History is definitely repeating itself. Back in early 2000s, AMD introduced Opteron and big OEMs were afraid of adopting AMD given close ties to Intel. But, IBM and HP took the risk and profited from it, while Dell was on the backburner.

GPGPU modules in this image show none other than Tesla M1050, not the M2050 which Dell touts in specs. Definitely a shortage of cards, even for a photo shoot.This time around, with GPGPU revolution at hand, Dell doesn’t want to miss this boat. First Top tier solutions provider to answer IBM’s GPGPU-enabled iDataPlex dx360 M3 is well-known computing giant from Red Rock, TX. Dell launched PowerEdge C410x, a 3U PCI Express expansion chassis that can house up to 16 Tesla M1050, M2050 and M2070 cards.

Unlike IBM’s product, Dell’s PowerEdge C410X is actually a 3U PCI Express expansion chassis that can house 16 PCIe cards. The cards on offer are Tesla M1050 4GB, M2050 3GB and M2070 6GB [to start shipping this quarter], but Dell also mentions non-GPGPU cards such as PCIe-based SSD storage and ultra-fast network cards – when they pass Dell’s certification process.

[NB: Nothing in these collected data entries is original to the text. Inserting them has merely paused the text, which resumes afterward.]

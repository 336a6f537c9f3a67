//! Secret hashing and generation for stored credentials.

use argon2::Argon2;
use argon2::password_hash::{
    Error as PhcError, PasswordHash, PasswordHasher, PasswordVerifier, SaltString,
    rand_core::OsRng,
};
use rand::RngExt;
use rand::distr::Alphanumeric;

use scivault_core::{AppError, AppResult};

/// Produces and checks the secret material the identity store keeps.
///
/// Hashes are Argon2id in PHC string form, salt and parameters included,
/// so a stored hash verifies without any side configuration. A candidate
/// that simply does not match is `Ok(false)`, not an error; the store
/// decides what a failed check means.
pub struct SecretHasher {
    engine: Argon2<'static>,
}

impl SecretHasher {
    /// Creates a hasher with the Argon2id defaults.
    pub fn new() -> Self {
        Self {
            engine: Argon2::default(),
        }
    }

    /// Hashes `secret` under a fresh random salt.
    pub fn hash_secret(&self, secret: &str) -> AppResult<String> {
        let salt = SaltString::generate(&mut OsRng);
        match self.engine.hash_password(secret.as_bytes(), &salt) {
            Ok(phc) => Ok(phc.to_string()),
            Err(e) => Err(AppError::internal(format!("Could not hash secret: {e}"))),
        }
    }

    /// Checks `candidate` against a stored PHC hash string.
    pub fn secret_matches(&self, candidate: &str, stored: &str) -> AppResult<bool> {
        let parsed = PasswordHash::new(stored).map_err(|e| {
            AppError::internal(format!("Stored credential hash is unreadable: {e}"))
        })?;
        match self.engine.verify_password(candidate.as_bytes(), &parsed) {
            Ok(()) => Ok(true),
            Err(PhcError::Password) => Ok(false),
            Err(e) => Err(AppError::internal(format!("Credential check errored: {e}"))),
        }
    }

    /// Generates a fresh alphanumeric secret for credential rotation.
    pub fn generate_secret(&self, length: usize) -> String {
        rand::rng()
            .sample_iter(Alphanumeric)
            .take(length)
            .map(char::from)
            .collect()
    }
}

impl std::fmt::Debug for SecretHasher {
    fn fmt(&self, f: &mut std::fmt::Formatter<'_>) -> std::fmt::Result {
        f.debug_struct("SecretHasher").finish_non_exhaustive()
    }
}

impl Default for SecretHasher {
    fn default() -> Self {
        Self::new()
    }
}
//! Shared test helpers for integration tests.

use std::sync::Arc;

use scivault_auth::{
    AccessGate, CredentialRecovery, EventContext, GroupRegistry, MemoryIdentityStore,
    SessionManager,
};
use scivault_core::config::AppConfig;
use scivault_core::events::EventBus;
use scivault_core::types::{GroupId, SessionId, UserId};
use scivault_entity::group::Group;
use scivault_entity::permission::PermissionSet;

/// Fully wired platform core for integration tests.
pub struct TestVault {
    /// Application config the platform was built from.
    pub config: AppConfig,
    /// The shared event bus.
    pub events: EventBus,
    /// User/group directory.
    pub registry: Arc<GroupRegistry>,
    /// In-memory credential store.
    pub identity: Arc<MemoryIdentityStore>,
    /// Session table and lifecycle.
    pub sessions: Arc<SessionManager>,
    /// Credential-reset flow.
    pub recovery: Arc<CredentialRecovery>,
    /// Permission checks.
    pub gate: AccessGate,
    /// Context for the bootstrapped root administrator.
    pub admin: EventContext,
}

impl TestVault {
    /// Create a platform with default configuration.
    pub async fn new() -> Self {
        Self::with_config(AppConfig::default()).await
    }

    /// Create a platform with the given configuration.
    pub async fn with_config(config: AppConfig) -> Self {
        let events = EventBus::default();
        let registry = Arc::new(GroupRegistry::new(config.auth.clone(), events.clone()));
        let (system, root) = registry
            .bootstrap()
            .await
            .expect("Failed to bootstrap directory");

        let identity = Arc::new(MemoryIdentityStore::new(config.auth.clone()));
        identity
            .register_account(root.id, &root.username, &config.auth.root_secret, None)
            .expect("Failed to seed root credentials");

        let sessions = Arc::new(SessionManager::new(
            Arc::clone(&registry),
            identity.clone(),
            events.clone(),
            config.session.clone(),
        ));
        let recovery = Arc::new(CredentialRecovery::new(
            Arc::clone(&registry),
            identity.clone(),
            Arc::clone(&sessions),
            events.clone(),
            config.recovery.clone(),
        ));

        let admin = registry
            .build_context(root.id, system.id, SessionId::new())
            .await
            .expect("Failed to build root context");

        Self {
            config,
            events,
            registry,
            identity,
            sessions,
            recovery,
            gate: AccessGate::new(),
            admin,
        }
    }

    /// Create a group with the given default permissions.
    pub async fn create_group(&self, name: &str, permissions: PermissionSet) -> Group {
        self.registry
            .create_group(&self.admin, name, permissions)
            .await
            .expect("Failed to create group")
    }

    /// Create a user with credentials and a first membership.
    pub async fn create_user(
        &self,
        username: &str,
        secret: &str,
        email: Option<&str>,
        group: GroupId,
        is_owner: bool,
    ) -> UserId {
        let user = self
            .registry
            .register_user(&self.admin, username, username, group, is_owner)
            .await
            .expect("Failed to register user");
        self.identity
            .register_account(user.id, username, secret, email)
            .expect("Failed to register credentials");
        user.id
    }

    /// Build a context for a user acting in a group.
    pub async fn context(&self, user: UserId, group: GroupId) -> EventContext {
        self.registry
            .build_context(user, group, SessionId::new())
            .await
            .expect("Failed to build context")
    }
}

When it comes to computational power, Dell can pack up to  16.48 TFLOPS of computing power [single precision, 8.24 TFLOPS for DoublePrecision]. Given that nVidia revised [downspecc'ed] Tesla M2050 and M2070, it is easy to calculate that one module will deliver 1.03 TFLOPS SP i.e. 0.51 TFLOPS in Double precision mode. The performance is naturally, tied to power consumption and the strictest testing standard that Dell uses for their data center boxes.

In any case, good to see IBM and Super Micro getting some competition.